*** Opening of Source material ***
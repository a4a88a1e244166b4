mod cli;

use anyhow::Result;
use clap::Parser;
use cli::{
    handle_config, init_logging, run_connect, run_environment, run_exchange_list, run_monitor,
    show_status, show_version, Cli, Commands, ExchangeAction, MonitorArgs, Paths, RED, RESET,
};
use muletrack::{MuletrackConfig, SessionStore};

#[tokio::main]
async fn main() {
    let cli = Cli::parse();

    if let Err(e) = run(cli).await {
        eprintln!("{}[-]{} {:#}", RED, RESET, e);
        std::process::exit(1);
    }
}

async fn run(cli: Cli) -> Result<()> {
    let paths = Paths::resolve(&cli);

    // A broken config must not prevent `config validate` from reporting it.
    let config = MuletrackConfig::load(&paths.config);
    let logging = config
        .as_ref()
        .map(|c| c.logging.clone())
        .unwrap_or_default();
    init_logging(&cli, &logging)?;

    let store = SessionStore::in_data_dir(&paths.data_dir);
    let format = cli.format;

    match cli.command {
        Commands::Connect {
            client_id,
            client_secret,
            control_plane,
        } => {
            run_connect(&config?, &store, &client_id, &client_secret, control_plane, format).await?;
        }
        Commands::Environment { org, select } => {
            run_environment(&config?, &store, &org, select, format).await?;
        }
        Commands::Status => {
            show_status(&store, format)?;
        }
        Commands::Monitor {
            org,
            env,
            app,
            last_called_window,
            request_count_window,
            filter,
            app_type,
            csv,
            deadline,
        } => {
            let args = MonitorArgs {
                org,
                env,
                app,
                last_called_window,
                request_count_window,
                filter,
                app_type,
                csv,
                deadline,
            };
            run_monitor(&config?, &store, args, format).await?;
        }
        Commands::Exchange { action } => match action {
            ExchangeAction::List {
                org,
                admin_token,
                filter_contract,
            } => {
                run_exchange_list(&config?, &store, org, admin_token, filter_contract, format).await?;
            }
        },
        Commands::Config { action } => {
            handle_config(&paths.config, action, format)?;
        }
        Commands::Version => {
            show_version();
        }
    }

    Ok(())
}
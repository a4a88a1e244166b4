use muletrack_types::MuletrackResult;
use serde::{Deserialize, Serialize};

use crate::http_client::PlatformHttpClient;

#[derive(Clone, Debug, Serialize, Deserialize)]
#[serde(rename_all = "camelCase")]
pub struct Environment {
    pub id: String,
    pub name: String,
    #[serde(rename = "type", default)]
    pub env_type: Option<String>,
    #[serde(default)]
    pub is_production: bool,
}

#[derive(Clone, Debug, Serialize, Deserialize)]
pub struct BusinessGroup {
    pub id: String,
    pub name: String,
    #[serde(default)]
    pub environments: Vec<Environment>,
}

impl BusinessGroup {
    pub fn environment(&self, env_id: &str) -> Option<&Environment> {
        self.environments.iter().find(|e| e.id == env_id)
    }
}

pub struct OrganizationClient {
    http: PlatformHttpClient,
    token: String,
}

impl OrganizationClient {
    pub fn new(http: PlatformHttpClient, token: impl Into<String>) -> Self {
        Self {
            http,
            token: token.into(),
        }
    }

    pub async fn business_group(&self, org_id: &str) -> MuletrackResult<BusinessGroup> {
        let request = self
            .http
            .get(&format!("/accounts/api/organizations/{}", org_id))
            .bearer_auth(&self.token);
        self.http.send_json(request).await
    }
}

#[cfg(test)]
mod tests {
    use super::*;

    #[test]
    fn test_parse_business_group() {
        let body = r#"{
            "id": "org-1",
            "name": "Retail",
            "ownerId": "u-1",
            "environments": [
                {"id": "env-1", "name": "Production", "type": "production", "isProduction": true},
                {"id": "env-2", "name": "Sandbox", "type": "sandbox", "isProduction": false}
            ]
        }"#;
        let group: BusinessGroup = serde_json::from_str(body).unwrap();
        assert_eq!(group.name, "Retail");
        assert_eq!(group.environments.len(), 2);
        assert!(group.environment("env-1").unwrap().is_production);
        assert_eq!(group.environment("env-2").unwrap().env_type.as_deref(), Some("sandbox"));
        assert!(group.environment("env-3").is_none());
    }
}
use clap::ValueEnum;
use muletrack_types::MonitorResult;
use serde::{Deserialize, Serialize};
use std::fmt;

/// Selects results by whether they carry traffic.
#[derive(Clone, Copy, Debug, Default, PartialEq, Eq, Serialize, Deserialize, ValueEnum)]
#[serde(rename_all = "lowercase")]
pub enum ResultFilter {
    #[default]
    All,
    Nonempty,
    Empty,
}

impl ResultFilter {
    pub fn keep(&self, has_data: bool) -> bool {
        match self {
            ResultFilter::All => true,
            ResultFilter::Nonempty => has_data,
            ResultFilter::Empty => !has_data,
        }
    }

    pub fn apply_by<T>(&self, items: Vec<T>, has_data: impl Fn(&T) -> bool) -> Vec<T> {
        items.into_iter().filter(|item| self.keep(has_data(item))).collect()
    }

    pub fn apply(&self, results: Vec<MonitorResult>) -> Vec<MonitorResult> {
        self.apply_by(results, MonitorResult::has_traffic)
    }
}

impl fmt::Display for ResultFilter {
    fn fmt(&self, f: &mut fmt::Formatter<'_>) -> fmt::Result {
        match self {
            ResultFilter::All => write!(f, "all"),
            ResultFilter::Nonempty => write!(f, "nonempty"),
            ResultFilter::Empty => write!(f, "empty"),
        }
    }
}
use async_trait::async_trait;
use muletrack_types::{MuletrackError, MuletrackResult, Scope};
use serde::Deserialize;
use serde_json::Value;
use tracing::{debug, trace};

use crate::config::MONITORING_DATABASE;
use crate::http_client::{decode_json, read_success_body, PlatformHttpClient};

/// One row of a time series: epoch milliseconds plus the remaining columns.
#[derive(Clone, Debug, PartialEq)]
pub struct DataPoint {
    pub timestamp_ms: i64,
    pub values: Vec<Option<f64>>,
}

#[derive(Clone, Debug, Default, PartialEq)]
pub struct TimeSeries {
    pub name: String,
    pub columns: Vec<String>,
    pub points: Vec<DataPoint>,
}

/// Time-series query oracle. Implementations return the series of the first
/// statement in the response, in the order the backend produced them.
#[async_trait]
pub trait MetricsBackend: Send + Sync {
    async fn query(&self, scope: &Scope, query: &str) -> MuletrackResult<Vec<TimeSeries>>;
}

#[derive(Debug, Deserialize)]
struct InfluxResponse {
    #[serde(default)]
    results: Vec<InfluxStatement>,
    #[serde(default)]
    error: Option<String>,
}

#[derive(Debug, Deserialize)]
struct InfluxStatement {
    #[serde(default)]
    statement_id: i64,
    #[serde(default)]
    series: Vec<InfluxSeries>,
    #[serde(default)]
    error: Option<String>,
}

#[derive(Debug, Deserialize)]
struct InfluxSeries {
    #[serde(default)]
    name: String,
    #[serde(default)]
    columns: Vec<String>,
    #[serde(default)]
    values: Vec<Vec<Value>>,
}

/// Parses an InfluxDB 1.x query response body.
pub fn parse_response(body: &str) -> MuletrackResult<Vec<TimeSeries>> {
    let response: InfluxResponse = decode_json(body)?;

    if let Some(error) = response.error {
        return Err(MuletrackError::Api(format!("query rejected: {}", error)));
    }

    let Some(statement) = response.results.into_iter().next() else {
        return Ok(Vec::new());
    };

    if let Some(error) = statement.error {
        return Err(MuletrackError::Api(format!(
            "statement {} failed: {}",
            statement.statement_id, error
        )));
    }

    statement.series.into_iter().map(convert_series).collect()
}

fn convert_series(series: InfluxSeries) -> MuletrackResult<TimeSeries> {
    let points = series
        .values
        .into_iter()
        .map(|row| convert_row(&series.name, row))
        .collect::<MuletrackResult<Vec<_>>>()?;

    Ok(TimeSeries {
        name: series.name,
        columns: series.columns,
        points,
    })
}

fn convert_row(series: &str, row: Vec<Value>) -> MuletrackResult<DataPoint> {
    let mut cells = row.into_iter();
    let timestamp_ms = cells
        .next()
        .as_ref()
        .and_then(as_epoch_millis)
        .ok_or_else(|| {
            MuletrackError::Decode(format!("series '{}' has a row without an epoch timestamp", series))
        })?;

    let values = cells
        .map(|cell| match cell {
            Value::Null => Ok(None),
            Value::Number(n) => Ok(n.as_f64()),
            other => Err(MuletrackError::Decode(format!(
                "series '{}' has non-numeric value {}",
                series, other
            ))),
        })
        .collect::<MuletrackResult<Vec<_>>>()?;

    Ok(DataPoint {
        timestamp_ms,
        values,
    })
}

fn as_epoch_millis(value: &Value) -> Option<i64> {
    value
        .as_i64()
        .or_else(|| value.as_f64().filter(|f| f.fract() == 0.0).map(|f| f as i64))
}

/// Metrics backend that proxies InfluxQL through the monitoring visualizer.
pub struct InfluxMetrics {
    http: PlatformHttpClient,
    token: String,
    datasource_id: u64,
}

impl InfluxMetrics {
    pub fn new(http: PlatformHttpClient, token: impl Into<String>, datasource_id: u64) -> Self {
        Self {
            http,
            token: token.into(),
            datasource_id,
        }
    }

    fn query_path(&self) -> String {
        format!(
            "/monitoring/api/visualizer/api/datasources/proxy/{}/query",
            self.datasource_id
        )
    }
}

#[async_trait]
impl MetricsBackend for InfluxMetrics {
    async fn query(&self, scope: &Scope, query: &str) -> MuletrackResult<Vec<TimeSeries>> {
        debug!("Metrics query for {}", scope);
        trace!("InfluxQL: {}", query);

        let response = self
            .http
            .get(&self.query_path())
            .query(&[("db", MONITORING_DATABASE), ("q", query), ("epoch", "ms")])
            .bearer_auth(&self.token)
            .send()
            .await
            .map_err(|e| MuletrackError::Network(format!("error sending request: {}", e)))?;

        let body = read_success_body(response).await?;
        parse_response(&body)
    }
}
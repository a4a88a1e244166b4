use super::utils::{rule, CYAN, GREEN, GREY, RESET};

const BUILD_VERSION: &str = env!("CARGO_PKG_VERSION");

pub fn show_version() {
    println!("{}muletrack{} {}", GREEN, RESET, BUILD_VERSION);
    rule(50);
    println!("  Version:       {}{}{}", CYAN, BUILD_VERSION, RESET);
    println!(
        "  Profile:       {}{}{}",
        GREY,
        if cfg!(debug_assertions) { "debug" } else { "release" },
        RESET
    );
    println!("  Concurrency:   {}{} in flight{}", CYAN, muletrack::config::DEFAULT_CONCURRENCY_LIMIT, RESET);
    println!(
        "  Dispatch gap:  {}{} ms{}",
        CYAN,
        muletrack::config::DEFAULT_DISPATCH_INTERVAL_MS,
        RESET
    );
    rule(50);
}
use thiserror::Error;

#[derive(Error, Debug)]
pub enum MuletrackError {
    #[error("Session error: {0}")]
    Session(String),

    #[error("Configuration error: {0}")]
    Config(String),

    #[error("Network error: {0}")]
    Network(String),

    #[error("API error: {0}")]
    Api(String),

    #[error("Decode error: {0}")]
    Decode(String),

    #[error("Invalid lookback window: {0}")]
    InvalidWindow(String),

    #[error("Not found: {0}")]
    NotFound(String),

    #[error("Export error: {0}")]
    Export(String),

    #[error("I/O error: {0}")]
    Io(String),

    #[error("Internal error: {0}")]
    Internal(String),
}

pub type MuletrackResult<T> = Result<T, MuletrackError>;

impl From<std::io::Error> for MuletrackError {
    fn from(e: std::io::Error) -> Self {
        MuletrackError::Io(e.to_string())
    }
}
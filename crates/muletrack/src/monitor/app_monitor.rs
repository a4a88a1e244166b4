use chrono::{DateTime, Utc};
use muletrack_types::{
    AppHandle, LookbackWindow, MonitorFailure, MonitorResult, MuletrackError, MuletrackResult,
    Scope,
};
use std::sync::Arc;
use tracing::{debug, warn};

use super::query::{MetricKind, QuerySpec};
use crate::platform::{MetricsBackend, TimeSeries};

/// Lookback windows used for the two signals of a monitoring run.
#[derive(Clone, Debug, PartialEq, Eq)]
pub struct MonitorWindows {
    pub last_called: LookbackWindow,
    pub request_count: LookbackWindow,
}

/// Computes the last-called and request-count signals for one application.
#[derive(Clone)]
pub struct AppMonitor {
    backend: Arc<dyn MetricsBackend>,
}

impl AppMonitor {
    pub fn new(backend: Arc<dyn MetricsBackend>) -> Self {
        Self { backend }
    }

    /// Always yields a result; backend failures end up in `failure`.
    pub async fn monitor(&self, scope: &Scope, app: &AppHandle, windows: &MonitorWindows) -> MonitorResult {
        let mut result = MonitorResult {
            app_id: app.id.clone(),
            app_type: app.type_label().to_string(),
            last_called: None,
            request_count: 0,
            last_called_window: windows.last_called.clone(),
            request_count_window: windows.request_count.clone(),
            failure: None,
        };

        let specs = (
            QuerySpec::build(scope, &app.target, &windows.last_called, MetricKind::LastCalled),
            QuerySpec::build(scope, &app.target, &windows.request_count, MetricKind::RequestCount),
        );
        let (Some(last_called_spec), Some(request_count_spec)) = specs else {
            debug!("Skipping {}: unsupported deployment target", app);
            result.failure = Some(MonitorFailure::UnsupportedType {
                kind: app.type_label().to_string(),
            });
            return result;
        };

        let (last_called, request_count) = tokio::join!(
            self.last_called(&last_called_spec),
            self.request_count(&request_count_spec),
        );

        let mut errors = (None, None);
        match last_called {
            Ok(ts) => result.last_called = ts,
            Err(e) => errors.0 = Some(e.to_string()),
        }
        match request_count {
            Ok(count) => result.request_count = count,
            Err(e) => errors.1 = Some(e.to_string()),
        }

        result.failure = MonitorFailure::from_queries(errors.0, errors.1);
        if let Some(ref failure) = result.failure {
            warn!("Monitoring {} degraded: {}", app.id, failure);
        }
        result
    }

    async fn last_called(&self, spec: &QuerySpec) -> MuletrackResult<Option<DateTime<Utc>>> {
        let series = self.backend.query(spec.scope(), &spec.to_influxql()).await?;
        last_called_from(&series)
    }

    async fn request_count(&self, spec: &QuerySpec) -> MuletrackResult<u64> {
        let series = self.backend.query(spec.scope(), &spec.to_influxql()).await?;
        Ok(request_count_from(&series))
    }
}

/// Timestamp of the final point of the first series, ignoring its values.
pub fn last_called_from(series: &[TimeSeries]) -> MuletrackResult<Option<DateTime<Utc>>> {
    let Some(last) = series.first().and_then(|s| s.points.last()) else {
        return Ok(None);
    };

    DateTime::from_timestamp_millis(last.timestamp_ms)
        .map(Some)
        .ok_or_else(|| {
            MuletrackError::Decode(format!("timestamp {} out of range", last.timestamp_ms))
        })
}

/// Sum of the first value column across the first series. Null cells count
/// as zero.
pub fn request_count_from(series: &[TimeSeries]) -> u64 {
    let total: f64 = series
        .first()
        .map(|s| {
            s.points
                .iter()
                .filter_map(|p| p.values.first().copied().flatten())
                .sum()
        })
        .unwrap_or(0.0);

    if total.is_finite() && total > 0.0 {
        total.round() as u64
    } else {
        0
    }
}
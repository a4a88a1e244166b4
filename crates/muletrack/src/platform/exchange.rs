use async_trait::async_trait;
use muletrack_types::MuletrackResult;
use serde::{Deserialize, Serialize};
use std::collections::BTreeMap;
use std::future::Future;
use tracing::debug;

use crate::config::EXCHANGE_PAGE_LIMIT;
use crate::http_client::PlatformHttpClient;

#[derive(Clone, Debug, PartialEq, Eq, Serialize, Deserialize)]
#[serde(rename_all = "camelCase")]
pub struct ClientApp {
    pub id: i64,
    pub name: String,
    #[serde(default)]
    pub client_id: String,
    #[serde(default)]
    pub description: Option<String>,
}

#[derive(Clone, Debug, PartialEq, Eq, Serialize, Deserialize)]
#[serde(rename_all = "camelCase")]
pub struct Contract {
    pub id: i64,
    #[serde(default)]
    pub status: String,
    #[serde(default)]
    pub api_id: Option<i64>,
}

/// Exchange client applications and their API contracts.
#[async_trait]
pub trait ExchangeApi: Send + Sync {
    async fn client_apps(&self, org_id: &str, target_admin_site: bool) -> MuletrackResult<Vec<ClientApp>>;

    async fn contracts(&self, org_id: &str, app_id: i64) -> MuletrackResult<Vec<Contract>>;
}

/// Fetches pages of `limit` items until a short page comes back.
pub async fn collect_pages<T, F, Fut>(limit: usize, mut fetch: F) -> MuletrackResult<Vec<T>>
where
    F: FnMut(usize) -> Fut,
    Fut: Future<Output = MuletrackResult<Vec<T>>>,
{
    let mut all = Vec::new();
    let mut offset = 0;
    loop {
        let page = fetch(offset).await?;
        let full = page.len() >= limit;
        offset += page.len();
        all.extend(page);
        if !full || limit == 0 {
            return Ok(all);
        }
    }
}

/// Counts contracts per status, ordered by status name.
pub fn count_by_status(contracts: &[Contract]) -> BTreeMap<&str, usize> {
    let mut counts = BTreeMap::new();
    for contract in contracts {
        *counts.entry(contract.status.as_str()).or_insert(0) += 1;
    }
    counts
}

/// Renders `Total N / APPROVED 2 / REVOKED 1`, or `empty`.
pub fn contract_summary(contracts: &[Contract]) -> String {
    if contracts.is_empty() {
        return "empty".to_string();
    }
    let mut parts = vec![format!("Total {}", contracts.len())];
    parts.extend(
        count_by_status(contracts)
            .into_iter()
            .map(|(status, n)| format!("{} {}", status, n)),
    );
    parts.join(" / ")
}

pub struct ExchangeClient {
    http: PlatformHttpClient,
    token: String,
}

impl ExchangeClient {
    pub fn new(http: PlatformHttpClient, token: impl Into<String>) -> Self {
        Self {
            http,
            token: token.into(),
        }
    }

    async fn client_apps_page(
        &self,
        org_id: &str,
        target_admin_site: bool,
        offset: usize,
    ) -> MuletrackResult<Vec<ClientApp>> {
        let request = self
            .http
            .get(&format!("/exchange/api/v2/organizations/{}/applications", org_id))
            .query(&[
                ("limit", EXCHANGE_PAGE_LIMIT.to_string()),
                ("offset", offset.to_string()),
                ("targetAdminSite", target_admin_site.to_string()),
            ])
            .bearer_auth(&self.token);
        self.http.send_json(request).await
    }
}

#[async_trait]
impl ExchangeApi for ExchangeClient {
    async fn client_apps(&self, org_id: &str, target_admin_site: bool) -> MuletrackResult<Vec<ClientApp>> {
        let apps = collect_pages(EXCHANGE_PAGE_LIMIT, move |offset| {
            self.client_apps_page(org_id, target_admin_site, offset)
        })
        .await?;
        debug!("Exchange returned {} client apps for org {}", apps.len(), org_id);
        Ok(apps)
    }

    async fn contracts(&self, org_id: &str, app_id: i64) -> MuletrackResult<Vec<Contract>> {
        let request = self
            .http
            .get(&format!(
                "/exchange/api/v2/organizations/{}/applications/{}/contracts",
                org_id, app_id
            ))
            .bearer_auth(&self.token);
        self.http.send_json(request).await
    }
}

#[cfg(test)]
mod tests {
    use super::*;
    use muletrack_types::MuletrackError;

    fn contract(id: i64, status: &str) -> Contract {
        Contract {
            id,
            status: status.into(),
            api_id: None,
        }
    }

    #[tokio::test]
    async fn test_collect_pages_stops_on_short_page() {
        let mut calls = Vec::new();
        let items = collect_pages(3, |offset| {
            calls.push(offset);
            let page: Vec<usize> = (offset..(offset + 3).min(7)).collect();
            async move { Ok(page) }
        })
        .await
        .unwrap();

        assert_eq!(items, (0..7).collect::<Vec<_>>());
        assert_eq!(calls, vec![0, 3, 6]);
    }

    #[tokio::test]
    async fn test_collect_pages_exact_multiple_needs_extra_call() {
        let mut calls = 0;
        let items = collect_pages(2, |offset| {
            calls += 1;
            let page: Vec<usize> = (offset..(offset + 2).min(4)).collect();
            async move { Ok(page) }
        })
        .await
        .unwrap();

        assert_eq!(items.len(), 4);
        assert_eq!(calls, 3);
    }

    #[test]
    fn test_collect_pages_propagates_errors() {
        let result: MuletrackResult<Vec<u8>> = tokio_test::block_on(collect_pages(2, |_| async {
            Err(MuletrackError::Api("non-OK status 401".into()))
        }));
        tokio_test::assert_err!(result);
    }

    #[test]
    fn test_contract_summary() {
        assert_eq!(contract_summary(&[]), "empty");

        let contracts = vec![
            contract(1, "APPROVED"),
            contract(2, "REVOKED"),
            contract(3, "APPROVED"),
        ];
        assert_eq!(contract_summary(&contracts), "Total 3 / APPROVED 2 / REVOKED 1");
    }

    #[test]
    fn test_parse_client_app() {
        let body = r#"[{"id": 42, "name": "mobile", "clientId": "abc", "description": null, "grantTypes": []}]"#;
        let apps: Vec<ClientApp> = serde_json::from_str(body).unwrap();
        assert_eq!(apps[0].id, 42);
        assert_eq!(apps[0].client_id, "abc");
    }
}
use serde::{Deserialize, Serialize};
use super::types::LogLevel;

#[derive(Clone, Debug, Default, Serialize, Deserialize)]
#[serde(default)]
pub struct LoggingConfig {
    pub level: LogLevel,
    pub json: bool,
}
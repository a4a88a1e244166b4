use super::commands::OutputFormat;
use super::utils::{print_json, rule, success, CYAN, GREEN, GREY, RESET, YELLOW};
use anyhow::{bail, Context, Result};
use muletrack::platform::{Environment, OrganizationClient};
use muletrack::{MuletrackConfig, PlatformHttpClient, SessionStore};
use std::io::{BufRead, Write};

pub async fn run_environment(
    config: &MuletrackConfig,
    store: &SessionStore,
    org: &str,
    select: Option<usize>,
    format: OutputFormat,
) -> Result<()> {
    let mut session = store.require_usable()?;
    let http = PlatformHttpClient::new(session.control_plane, &config.http)?;
    let orgs = OrganizationClient::new(http, session.token());

    let group = orgs
        .business_group(org)
        .await
        .with_context(|| format!("Failed to fetch organization {}", org))?;

    if group.environments.is_empty() {
        bail!("Organization {} has no environments", org);
    }

    let index = match (select, format) {
        (Some(n), _) => n,
        (None, OutputFormat::Json) => {
            return print_json(&group.environments);
        }
        (None, OutputFormat::Text) => {
            print_environments(&group.name, &group.environments);
            prompt_choice(group.environments.len())?
        }
    };

    let Some(env) = index.checked_sub(1).and_then(|i| group.environments.get(i)) else {
        bail!(
            "Environment {} out of range (1-{})",
            index,
            group.environments.len()
        );
    };

    session.select_org(&group.id);
    session.select_env(&env.id);
    store.save(&session)?;

    match format {
        OutputFormat::Json => print_json(env)?,
        OutputFormat::Text => success(format!(
            "Selected {}{}{} in {}{}{}",
            CYAN, env.name, RESET, CYAN, group.name, RESET
        )),
    }
    Ok(())
}

fn print_environments(org_name: &str, environments: &[Environment]) {
    println!("{}Environments of {}{}", GREEN, org_name, RESET);
    rule(60);
    for (i, env) in environments.iter().enumerate() {
        let production = if env.is_production {
            format!("{}production{}", YELLOW, RESET)
        } else {
            String::new()
        };
        println!(
            "{:>3}. {:<24} {}{:<38}{} {}",
            i + 1,
            env.name,
            GREY,
            env.id,
            RESET,
            production
        );
    }
    rule(60);
}

fn prompt_choice(count: usize) -> Result<usize> {
    print!("Select environment (1-{}): ", count);
    std::io::stdout().flush()?;

    let mut line = String::new();
    std::io::stdin().lock().read_line(&mut line)?;
    line.trim()
        .parse()
        .with_context(|| format!("'{}' is not a number", line.trim()))
}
*** Close of Source material ***
Using the listing above, work out the number of lines that include "InfluxSeries". The reply is that number alone.

→ Task result: 3